As shown in Figure 6, the structure of the three main rifts, the central summit group and the areas where the SE Rift is complicated and intersected by other zones of linear volcanism are more clearly defined in the $\hat{f}$ obtained with h = 0.5 (Figure 6A). The presence of the groups at the skirts of the main edifice are well defined in the $\hat{f}$ s of h = 0.75 and 1 km (Figures 6B,C, respectively). h = 2 km and h = 6 km (Figures 6E,F) emphasize the nearly circular distribution of all of the vents, coinciding in a horizontal dimension almost perfectly with the outskirts of the main edifice. Similarly, in Figure 7 the sequence of $\hat{f}$ s shown includes the “optimal” range, extending it a little to either larger and smaller hs than allowed with the predefined selectors. While the larger end emphasizes the spurious ellipsoid with a NE-SW orientation (Figure 7F), the whole progression of diagrams allows to identify such feature as a possible artifact of the form in which the various $\hat{f}$ s are calculated (i.e., an artifact of the method of study), because it allows to see the progression between the several maxima as they appear or are split. Also, the smaller h shown (Figure 7A) reinforces the independence of several of the groups; independence that can be confirmed to be related to the presence of sills as identified in the field. Finally, for the case of the Washington Cascades, the sequence of $\hat{f}$ s again extends the range of “optimal” h on both ends. The larger values of h (Figures 7E,F) reveal spurious $\hat{f}$ s that nonetheless become suspect of being an artifact of the method when the complete sequence of $\hat{f}$ s is examined because of the form in which the maxima are split over that sequence (jumping from one location to another). At the other extreme, the smaller values of h (Figures 7A,B) help to identify three main zones in an East-West direction on the maps, passing from an independent Simcoe Mountains group to a clearly elongated N-S array and a more diffuse set of groups to the west, some of which also seem to have a predominantly N-S orientation.

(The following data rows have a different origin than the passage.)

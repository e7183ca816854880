//! Constraint profiles: which rules run, with which parameters.
//!
//! Both profiles share the rule functions in [`crate::constraints`] and only
//! differ where the two historical rule sets diverged: the weekend-quality
//! definition, the meaning of closed holidays (F days) for free-day rules,
//! and the objective weights.

use log::info;
use serde::{Deserialize, Serialize};
use std::fmt;
use std::str::FromStr;

use crate::constraints;
use crate::context::ScheduleContext;
use crate::data::{ScheduleMatrix, ShiftType};
use crate::error::SchedulingError;
use crate::model::ModelBuilder;
use crate::objective::ObjectiveWeights;
use crate::variables::ShiftVars;

use crate::data::ShiftType::*;

#[derive(Debug, Clone, Copy, PartialEq, Eq, Hash, Serialize)]
#[serde(rename_all = "lowercase")]
pub enum ProfileKind {
    /// Full contract rules: compensation days, complementary shifts, 10-day runs.
    Standard,
    /// Reduced shift set, 5-day runs, balance-oriented objective.
    Compact,
}

impl FromStr for ProfileKind {
    type Err = SchedulingError;

    fn from_str(s: &str) -> Result<Self, Self::Err> {
        match s.trim().to_ascii_lowercase().as_str() {
            "standard" | "a" => Ok(ProfileKind::Standard),
            "compact" | "b" => Ok(ProfileKind::Compact),
            other => Err(SchedulingError::Configuration(format!(
                "unknown constraint profile {other:?}"
            ))),
        }
    }
}

impl fmt::Display for ProfileKind {
    fn fmt(&self, f: &mut fmt::Formatter<'_>) -> fmt::Result {
        match self {
            ProfileKind::Standard => f.write_str("standard"),
            ProfileKind::Compact => f.write_str("compact"),
        }
    }
}

/// `==` or `>=` for the weekend and free-Sunday quotas.
#[derive(Debug, Clone, Copy, PartialEq, Eq, Deserialize, Serialize)]
#[serde(rename_all = "snake_case")]
pub enum QuotaComparison {
    Exact,
    AtLeast,
}

/// Which LD shifts count towards the one-LD cap of a quiet week.
#[derive(Debug, Clone, Copy, PartialEq, Eq, Default, Deserialize, Serialize)]
#[serde(rename_all = "snake_case")]
pub enum CompensationCapScope {
    /// Every LD of the week.
    #[default]
    WholeWeek,
    /// Only LD placed on the week's Sundays/holidays. Neither built-in
    /// profile allows LD on those days, so the cap only binds with a
    /// custom legal shift set.
    SpecialDays,
}

/// Caller overrides. `None` keeps the profile's default.
#[derive(Debug, Clone, Default, Deserialize, Serialize)]
#[serde(rename_all = "camelCase", default)]
pub struct ProfileSettings {
    pub closed_days_count_as_free: Option<bool>,
    pub free_sundays_include_two_day_weekends: Option<bool>,
    pub closed_weekend_auto_qualifies: Option<bool>,
    pub weekend_quota: Option<QuotaComparison>,
    pub weekly_shift_lock: Option<bool>,
    pub defer_three_day_weekends: Option<bool>,
    pub compensation_cap_scope: Option<CompensationCapScope>,
    pub max_continuous_working_days: Option<u32>,
}

/// The profile requested by the caller.
#[derive(Debug, Clone, Deserialize, Serialize)]
#[serde(rename_all = "camelCase", default)]
pub struct ProfileSelection {
    pub name: String,
    pub settings: ProfileSettings,
}

impl Default for ProfileSelection {
    fn default() -> Self {
        Self {
            name: ProfileKind::Standard.to_string(),
            settings: ProfileSettings::default(),
        }
    }
}

/// Resolved, immutable parameters for one scheduling run.
#[derive(Debug, Clone, PartialEq)]
pub struct ProfileParams {
    pub kind: ProfileKind,
    /// Shift types that get a decision variable.
    pub shift_types: Vec<ShiftType>,
    /// Legal shifts on an ordinary working day.
    pub ordinary_shifts: Vec<ShiftType>,
    /// Legal shifts on a Sunday/holiday working day.
    pub special_shifts: Vec<ShiftType>,
    /// Shifts that count as work for continuity and staffing.
    pub working_shifts: Vec<ShiftType>,
    pub max_continuous_working_days: u32,
    pub closed_days_count_as_free: bool,
    pub free_sundays_include_two_day_weekends: bool,
    pub closed_weekend_auto_qualifies: bool,
    pub weekend_quota: QuotaComparison,
    pub weekly_shift_lock: bool,
    pub defer_three_day_weekends: bool,
    pub compensation_cap_scope: CompensationCapScope,
}

impl ProfileParams {
    pub fn resolve(selection: &ProfileSelection) -> Result<Self, SchedulingError> {
        let kind: ProfileKind = selection.name.parse()?;
        let mut params = Self::defaults(kind);
        let s = &selection.settings;
        if let Some(v) = s.closed_days_count_as_free {
            params.closed_days_count_as_free = v;
        }
        if let Some(v) = s.free_sundays_include_two_day_weekends {
            params.free_sundays_include_two_day_weekends = v;
        }
        if let Some(v) = s.closed_weekend_auto_qualifies {
            params.closed_weekend_auto_qualifies = v;
        }
        if let Some(v) = s.weekend_quota {
            params.weekend_quota = v;
        }
        if let Some(v) = s.weekly_shift_lock {
            params.weekly_shift_lock = v;
        }
        if let Some(v) = s.defer_three_day_weekends {
            params.defer_three_day_weekends = v;
        }
        if let Some(v) = s.compensation_cap_scope {
            params.compensation_cap_scope = v;
        }
        if let Some(v) = s.max_continuous_working_days {
            if v == 0 {
                return Err(SchedulingError::Configuration(
                    "max continuous working days must be at least 1".to_string(),
                ));
            }
            params.max_continuous_working_days = v;
        }
        Ok(params)
    }

    pub fn defaults(kind: ProfileKind) -> Self {
        match kind {
            ProfileKind::Standard => Self {
                kind,
                shift_types: ShiftType::ALL.to_vec(),
                ordinary_shifts: vec![
                    Morning,
                    Afternoon,
                    Free,
                    QualityFree,
                    CompensationFree,
                    Complementary,
                ],
                special_shifts: vec![Morning, Afternoon, Free, Complementary],
                working_shifts: vec![Morning, Afternoon, Complementary],
                max_continuous_working_days: 10,
                closed_days_count_as_free: true,
                free_sundays_include_two_day_weekends: false,
                closed_weekend_auto_qualifies: true,
                weekend_quota: QuotaComparison::Exact,
                weekly_shift_lock: true,
                defer_three_day_weekends: true,
                compensation_cap_scope: CompensationCapScope::WholeWeek,
            },
            ProfileKind::Compact => Self {
                kind,
                shift_types: vec![
                    Morning,
                    Afternoon,
                    Free,
                    QualityFree,
                    ClosedHoliday,
                    Vacation,
                    Absence,
                ],
                ordinary_shifts: vec![Morning, Afternoon, Free, QualityFree],
                special_shifts: vec![Morning, Afternoon, Free, QualityFree],
                working_shifts: vec![Morning, Afternoon],
                max_continuous_working_days: 5,
                closed_days_count_as_free: false,
                free_sundays_include_two_day_weekends: false,
                closed_weekend_auto_qualifies: false,
                weekend_quota: QuotaComparison::AtLeast,
                weekly_shift_lock: true,
                defer_three_day_weekends: true,
                compensation_cap_scope: CompensationCapScope::WholeWeek,
            },
        }
    }

    pub fn has_shift(&self, shift: ShiftType) -> bool {
        self.shift_types.contains(&shift)
    }

    pub fn is_working_shift(&self, shift: ShiftType) -> bool {
        self.working_shifts.contains(&shift)
    }

    /// Shifts that make a day count as free for adjacency rules.
    pub fn free_marker_shifts(&self) -> Vec<ShiftType> {
        let mut shifts = vec![Free, CompensationFree, QualityFree];
        if self.closed_days_count_as_free {
            shifts.push(ClosedHoliday);
        }
        shifts
    }
}

/// A ruleset selected once per run.
pub trait ConstraintProfile: Send + Sync {
    fn kind(&self) -> ProfileKind;

    fn weights(&self) -> ObjectiveWeights;

    /// Adds every Stage-1 hard rule, in a fixed order.
    fn stage_one(&self, m: &mut ModelBuilder, vars: &ShiftVars, ctx: &ScheduleContext);

    /// Adds the refinement rules, parameterized by the Stage-1 draft.
    fn stage_two(
        &self,
        m: &mut ModelBuilder,
        vars: &ShiftVars,
        ctx: &ScheduleContext,
        draft: &ScheduleMatrix,
    ) {
        constraints::refinement(m, vars, ctx, draft);
    }
}

pub fn profile_for(kind: ProfileKind) -> Box<dyn ConstraintProfile> {
    match kind {
        ProfileKind::Standard => Box::new(StandardProfile),
        ProfileKind::Compact => Box::new(CompactProfile),
    }
}

pub struct StandardProfile;

impl ConstraintProfile for StandardProfile {
    fn kind(&self) -> ProfileKind {
        ProfileKind::Standard
    }

    fn weights(&self) -> ObjectiveWeights {
        ObjectiveWeights::standard()
    }

    fn stage_one(&self, m: &mut ModelBuilder, vars: &ShiftVars, ctx: &ScheduleContext) {
        info!("Applying standard profile rules for stage 1...");
        use constraints::*;
        m.rule("weekly working-day cap", |m| weekly_working_days(m, vars, ctx));
        m.rule("max continuous working days", |m| {
            max_continuous_working_days(m, vars, ctx)
        });
        m.rule("max continuous special working days", |m| {
            max_continuous_special_working_days(m, vars, ctx)
        });
        m.rule("total free days", |m| {
            total_free_days(m, vars, ctx, ctx.params.defer_three_day_weekends)
        });
        m.rule("free special days", |m| special_day_free_days(m, vars, ctx));
        m.rule("complementary shifts", |m| complementary_shifts(m, vars, ctx));
        m.rule("special-day work", |m| special_day_work(m, vars, ctx));
        m.rule("quality free days", |m| quality_free_days(m, vars, ctx, false));
        m.rule("compensation free days", |m| compensation_free_days(m, vars, ctx));
        m.rule("closed holidays", |m| closed_holidays(m, vars, ctx));
        m.rule("absence days", |m| absence_days(m, vars, ctx));
        m.rule("weekly shift lock", |m| weekly_shift_lock(m, vars, ctx));
        m.rule("legal shifts per day class", |m| legal_day_class_shifts(m, vars, ctx));
        m.rule("weekend adjacency", |m| weekend_adjacency(m, vars, ctx));
        m.rule("no adjacent free days", |m| consecutive_free_day_pairs(m, vars, ctx));
        m.rule("2-day quality weekends", |m| two_day_quality_weekends(m, vars, ctx));
        m.rule("quality free day spacing", |m| quality_free_spacing(m, vars, ctx));
        m.rule("special-day work priority", |m| special_day_work_priority(m, vars, ctx));
        m.rule("compensation days", |m| compensation_matching(m, vars, ctx));
        m.rule("weekly compensation cap", |m| weekly_compensation_cap(m, vars, ctx));
        m.rule("one free day per week", |m| one_free_day_per_week(m, vars, ctx));
    }
}

pub struct CompactProfile;

impl ConstraintProfile for CompactProfile {
    fn kind(&self) -> ProfileKind {
        ProfileKind::Compact
    }

    fn weights(&self) -> ObjectiveWeights {
        ObjectiveWeights::compact()
    }

    fn stage_one(&self, m: &mut ModelBuilder, vars: &ShiftVars, ctx: &ScheduleContext) {
        info!("Applying compact profile rules for stage 1...");
        use constraints::*;
        m.rule("weekly working-day cap", |m| weekly_working_days(m, vars, ctx));
        m.rule("max continuous working days", |m| {
            max_continuous_working_days(m, vars, ctx)
        });
        m.rule("total free days", |m| {
            total_free_days(m, vars, ctx, ctx.params.defer_three_day_weekends)
        });
        m.rule("quality free days", |m| quality_free_days(m, vars, ctx, false));
        m.rule("closed holidays", |m| closed_holidays(m, vars, ctx));
        m.rule("absence days", |m| absence_days(m, vars, ctx));
        m.rule("free special days", |m| special_day_free_days(m, vars, ctx));
        m.rule("weekly shift lock", |m| weekly_shift_lock(m, vars, ctx));
        m.rule("legal shifts per day class", |m| legal_day_class_shifts(m, vars, ctx));
        m.rule("no three free days in a row", |m| no_three_free_days_in_a_row(m, vars, ctx));
        m.rule("2-day quality weekends", |m| two_day_quality_weekends(m, vars, ctx));
        m.rule("quality free only before a free Sunday", |m| {
            quality_free_only_on_weekends(m, vars, ctx)
        });
        m.rule("weekend adjacency", |m| weekend_adjacency(m, vars, ctx));
        m.rule("partial week free days", |m| partial_week_free_days(m, vars, ctx));
    }
}

#[cfg(test)]
mod tests {
    use super::*;

    #[test]
    fn parses_profile_names() {
        assert_eq!("Standard".parse::<ProfileKind>().unwrap(), ProfileKind::Standard);
        assert_eq!("b".parse::<ProfileKind>().unwrap(), ProfileKind::Compact);
        let err = "weekend-only".parse::<ProfileKind>().unwrap_err();
        assert!(matches!(err, SchedulingError::Configuration(_)));
    }

    #[test]
    fn settings_override_profile_defaults() {
        let selection = ProfileSelection {
            name: "compact".to_string(),
            settings: ProfileSettings {
                weekend_quota: Some(QuotaComparison::Exact),
                max_continuous_working_days: Some(6),
                ..ProfileSettings::default()
            },
        };
        let params = ProfileParams::resolve(&selection).unwrap();
        assert_eq!(params.kind, ProfileKind::Compact);
        assert_eq!(params.weekend_quota, QuotaComparison::Exact);
        assert_eq!(params.max_continuous_working_days, 6);
        assert!(!params.closed_days_count_as_free);
    }

    #[test]
    fn zero_run_length_is_rejected() {
        let selection = ProfileSelection {
            name: "standard".to_string(),
            settings: ProfileSettings {
                max_continuous_working_days: Some(0),
                ..ProfileSettings::default()
            },
        };
        assert!(ProfileParams::resolve(&selection).is_err());
    }

    #[test]
    fn legal_sets_are_subsets_of_the_shift_set() {
        for kind in [ProfileKind::Standard, ProfileKind::Compact] {
            let params = ProfileParams::defaults(kind);
            for s in params
                .ordinary_shifts
                .iter()
                .chain(&params.special_shifts)
                .chain(&params.working_shifts)
            {
                assert!(params.has_shift(*s), "{kind}: {s} has no variable");
            }
        }
    }

    #[test]
    fn quiet_week_cap_covers_the_whole_week_by_default() {
        for kind in [ProfileKind::Standard, ProfileKind::Compact] {
            let params = ProfileParams::defaults(kind);
            assert_eq!(params.compensation_cap_scope, CompensationCapScope::WholeWeek);
        }
        assert_eq!(CompensationCapScope::default(), CompensationCapScope::WholeWeek);
    }

    #[test]
    fn closed_days_count_as_free_only_when_enabled() {
        let standard = ProfileParams::defaults(ProfileKind::Standard);
        assert!(standard.free_marker_shifts().contains(&ClosedHoliday));
        let compact = ProfileParams::defaults(ProfileKind::Compact);
        assert!(!compact.free_marker_shifts().contains(&ClosedHoliday));
    }
}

Thus, Figures 6–8 show three important facts: 1) the range of “optimal” h’s (i.e., those defined by using one of the “objective” selectors”) not always captures the entire set of interesting features of a region, but a wider range does, 2) the examination of the sequence of produced $\hat{f}$ s allows identification of some of the spurious associations by establishing that some orientations might be more an artifact of the combination of two neighboring groups, each having a distinctive orientation that does not correspond to the orientation of the $\hat{f}$ that yields a unique maximum that combines them, 3) examination of the sequence helps to reveal some details that are otherwise lost when only one $\hat{f}$ is examined.

5.3 Is the Volcanic Case Very Special in Nature?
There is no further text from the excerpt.